The previous Public Contract Regulations 2006 (PCR 2006) were perceived to be complex, bureaucratic and rigid. The Government’s priority in the reforms to the Regulations contained in the PCR 2015 was to make public sector contracts more accessible and reduce barriers to competition.
Key changes
Some of the key changes to the legislation contained in the PCR 2015 are:
- there is no distinction between Part A and Part B services but instead of Part B services, a light touch regime has been introduced for certain services i.e. health, education and social services, where the contract value meets the threshold
- encouragement of contracting authorities to divide larger contracts into smaller LOTS to increase SME participation
- limiting the proof of financial annual turnover of suppliers to twice the estimated value of the contract
- less reliance on lengthy pre-qualification questionnaires and more self-declarations by suppliers to reduce the red tape
- contracting authorities require bidders to explain their pricing and cost when abnormally low bids are submitted
- modification of contracts could be permitted where there are non-material changes without requiring new a tendering exercise but this is subject to certain conditions
When does the PCR 2015 apply?
For the PCR 2015 to apply, the following conditions must be met:
- the procuring organisation must be a contracting authority;
- the contract must be for services, supplies or public works;
- the estimated value of the contract should exceed the relevant EU financial thresholds; and
- there are no applicable exemptions.
The procuring organisation is referred to as the 'contracting authority' and the definition of a 'contracting authority' in the PCR 2015 is “the State, regional or local authorities, bodies governed by public law or associations formed by one or more such authorities or one or more such bodies governed by public law and incudes central government authorities but does not include Her Majesty in her private capacity”.
Schedule 1 in the PCR 2015 lists the central government authorities that fall within the definition of a contracting authority.
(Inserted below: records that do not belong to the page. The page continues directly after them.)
use std::collections::BTreeMap;

use crate::expr::{Expr, Product, fraction, product};
use crate::rational::Rational;
use num_traits::{One, Zero};

/// Distribution is not bounded; large products of sums grow combinatorially.
pub fn normalize(expr: Expr) -> Expr {
    match expr {
        Expr::Sum(addends) => normalize_sum(addends),
        Expr::Product(p) => normalize_product(p),
        Expr::Fraction(n, d) => normalize_fraction(*n, *d),
    }
}

pub fn canonical_key(expr: &Expr) -> String {
    expr.to_string()
}

fn normalize_sum(addends: Vec<Expr>) -> Expr {
    let mut constant = Rational::zero();
    let mut like_terms: BTreeMap<Expr, Rational> = BTreeMap::new();
    for addend in addends {
        match normalize(addend) {
            Expr::Sum(inner) => {
                for term in inner {
                    collect_term(term, &mut constant, &mut like_terms);
                }
            }
            term => collect_term(term, &mut constant, &mut like_terms),
        }
    }

    let mut terms: Vec<(String, Expr)> = like_terms
        .into_iter()
        .filter(|(_, coefficient)| !coefficient.is_zero())
        .map(|(monomial, coefficient)| {
            (canonical_key(&monomial), with_coefficient(monomial, coefficient))
        })
        .collect();
    terms.sort_by(|(a, _), (b, _)| a.cmp(b));

    let mut result = Vec::with_capacity(terms.len() + 1);
    if !constant.is_zero() {
        result.push(Expr::constant(constant));
    }
    result.extend(terms.into_iter().map(|(_, term)| term));

    if result.len() > 1 {
        Expr::Sum(result)
    } else {
        result.pop().unwrap_or_else(Expr::zero)
    }
}

fn collect_term(term: Expr, constant: &mut Rational, like_terms: &mut BTreeMap<Expr, Rational>) {
    let (coefficient, monomial) = split_coefficient(term);
    if monomial.is_one() {
        *constant += coefficient;
    } else {
        *like_terms.entry(monomial).or_insert_with(Rational::zero) += coefficient;
    }
}

fn split_coefficient(term: Expr) -> (Rational, Expr) {
    match term {
        Expr::Product(Product {
            constant,
            variables,
            factors,
        }) => (constant, product_expr(Rational::one(), variables, factors)),
        other => (Rational::one(), other),
    }
}

fn with_coefficient(monomial: Expr, coefficient: Rational) -> Expr {
    match monomial {
        Expr::Product(mut p) => {
            p.constant = coefficient;
            Expr::Product(p)
        }
        other if coefficient.is_one() => other,
        other => Expr::Product(Product::new(coefficient, Vec::new(), vec![other])),
    }
}

// Collapses `1 * f` to `f`.
fn product_expr(constant: Rational, variables: Vec<String>, mut factors: Vec<Expr>) -> Expr {
    if constant.is_zero() {
        return Expr::zero();
    }
    if constant.is_one() && variables.is_empty() && factors.len() == 1 {
        if let Some(single) = factors.pop() {
            return single;
        }
    }
    Expr::Product(Product::new(constant, variables, factors))
}

fn normalize_product(product: Product) -> Expr {
    let Product {
        mut constant,
        mut variables,
        factors,
    } = product;
    if constant.is_zero() {
        return Expr::zero();
    }

    let mut others = Vec::with_capacity(factors.len());
    let mut sums = Vec::new();
    for factor in factors {
        match normalize(factor) {
            Expr::Product(inner) => {
                constant *= inner.constant;
                variables.extend(inner.variables);
                others.extend(inner.factors);
            }
            Expr::Sum(addends) => sums.push(addends),
            fraction => others.push(fraction),
        }
    }
    if constant.is_zero() {
        return Expr::zero();
    }

    let mut sums = sums.into_iter();
    if let Some(addends) = sums.next() {
        others.extend(sums.map(Expr::Sum));
        let distributed = addends
            .into_iter()
            .map(|addend| {
                let mut factors = others.clone();
                factors.push(addend);
                Expr::Product(Product::new(constant.clone(), variables.clone(), factors))
            })
            .collect();
        return normalize(Expr::Sum(distributed));
    }

    if cancel_against_denominators(&mut variables, &mut others) {
        return normalize(Expr::Product(Product::new(constant, variables, others)));
    }

    variables.sort();
    sort_canonically(&mut others);
    product_expr(constant, variables, others)
}

fn pure_variables(expr: &Expr) -> Option<&[String]> {
    match expr {
        Expr::Product(p) if p.constant.is_one() && p.factors.is_empty() => {
            (!p.variables.is_empty()).then_some(p.variables.as_slice())
        }
        _ => None,
    }
}

fn cancel_names(variables: &[String], remaining: &mut Vec<String>) -> Option<Vec<String>> {
    let mut kept = Vec::with_capacity(variables.len());
    for name in variables {
        match remaining.iter().position(|d| d == name) {
            Some(index) => {
                remaining.remove(index);
            }
            None => kept.push(name.clone()),
        }
    }
    (kept.len() < variables.len()).then_some(kept)
}

// x * (n / (x*y)) -> n / y
fn cancel_against_denominators(variables: &mut Vec<String>, factors: &mut [Expr]) -> bool {
    let mut changed = false;
    for factor in factors.iter_mut() {
        let Expr::Fraction(numerator, denominator) = factor else {
            continue;
        };
        let Some(names) = pure_variables(denominator) else {
            continue;
        };
        let mut remaining = names.to_vec();
        let Some(kept) = cancel_names(variables, &mut remaining) else {
            continue;
        };
        *variables = kept;
        let denominator = Expr::Product(Product::new(Rational::one(), remaining, Vec::new()));
        *factor = fraction((**numerator).clone(), denominator);
        changed = true;
    }
    changed
}

fn cancel_common_variables(numerator: &Expr, denominator: &Expr) -> Option<(Expr, Expr)> {
    let Expr::Product(p) = numerator else {
        return None;
    };
    let mut remaining = pure_variables(denominator)?.to_vec();
    let kept = cancel_names(&p.variables, &mut remaining)?;
    Some((
        Expr::Product(Product::new(p.constant.clone(), kept, p.factors.clone())),
        Expr::Product(Product::new(Rational::one(), remaining, Vec::new())),
    ))
}

fn sort_canonically(factors: &mut [Expr]) {
    factors.sort_by_cached_key(|factor| (canonical_key(factor), factor.clone()));
}

fn normalize_fraction(numerator: Expr, denominator: Expr) -> Expr {
    let numerator = normalize(numerator);
    let denominator = normalize(denominator);
    if numerator.is_zero() {
        return Expr::zero();
    }
    if let Some(value) = denominator.as_constant() {
        // A zero denominator stays put; evaluation reports it.
        return match value.recip() {
            Ok(inverse) => normalize(numerator.scaled(&inverse)),
            Err(_) => fraction(numerator, denominator),
        };
    }

    match (numerator, denominator) {
        (Expr::Sum(addends), denominator) => normalize(Expr::Sum(
            addends
                .into_iter()
                .map(|addend| fraction(addend, denominator.clone()))
                .collect(),
        )),
        (Expr::Fraction(inner_num, inner_den), denominator) => {
            normalize(fraction(*inner_num, product(vec![*inner_den, denominator])))
        }
        (numerator, Expr::Fraction(inner_num, inner_den)) => {
            normalize(fraction(product(vec![numerator, *inner_den]), *inner_num))
        }
        (numerator, denominator) => match cancel_common_variables(&numerator, &denominator) {
            Some((numerator, denominator)) => normalize(fraction(numerator, denominator)),
            None => pull_coefficients(numerator, denominator),
        },
    }
}

// (a*n) / (b*d) -> a/b * (n/d)
fn pull_coefficients(numerator: Expr, denominator: Expr) -> Expr {
    let (num_coeff, numerator) = split_coefficient(numerator);
    let (den_coeff, denominator) = split_coefficient(denominator);
    if num_coeff.is_one() && den_coeff.is_one() {
        return fraction(numerator, denominator);
    }
    match num_coeff.checked_div(&den_coeff) {
        Ok(scale) => normalize(fraction(numerator, denominator).scaled(&scale)),
        Err(_) => fraction(numerator, denominator),
    }
}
Schedule 2 specifies the activities that constitute works and schedule 3 sets out all the social and other specific services.
The PCR 2015 applies to entities governed by public law. Therefore where a public body is funded by a combination of public and private money, case law has established that in order to determine whether the entity is a contracting authority will depend on the division of the funding received in the year in which the relevant procurement process began.
What are the key principles in procurement?
The EU Treaty stipulates the following principles that must be complied with during the public procurement process:
- free movement of goods;
- non-discrimination;
- freedom of establishment; and
- freedom to provide services
The above principles form part of the legislative framework on which the procurement rules are based.
In addition to the fundamental EU treaty principles set out above, some other vital principles have developed from cases heard in the European Court of Justice:
- equality of treatment;
- mutual recognition;
- proportionality; and
- transparency
Contracting authorities must ensure that they adhere to the above principles during the procurement process.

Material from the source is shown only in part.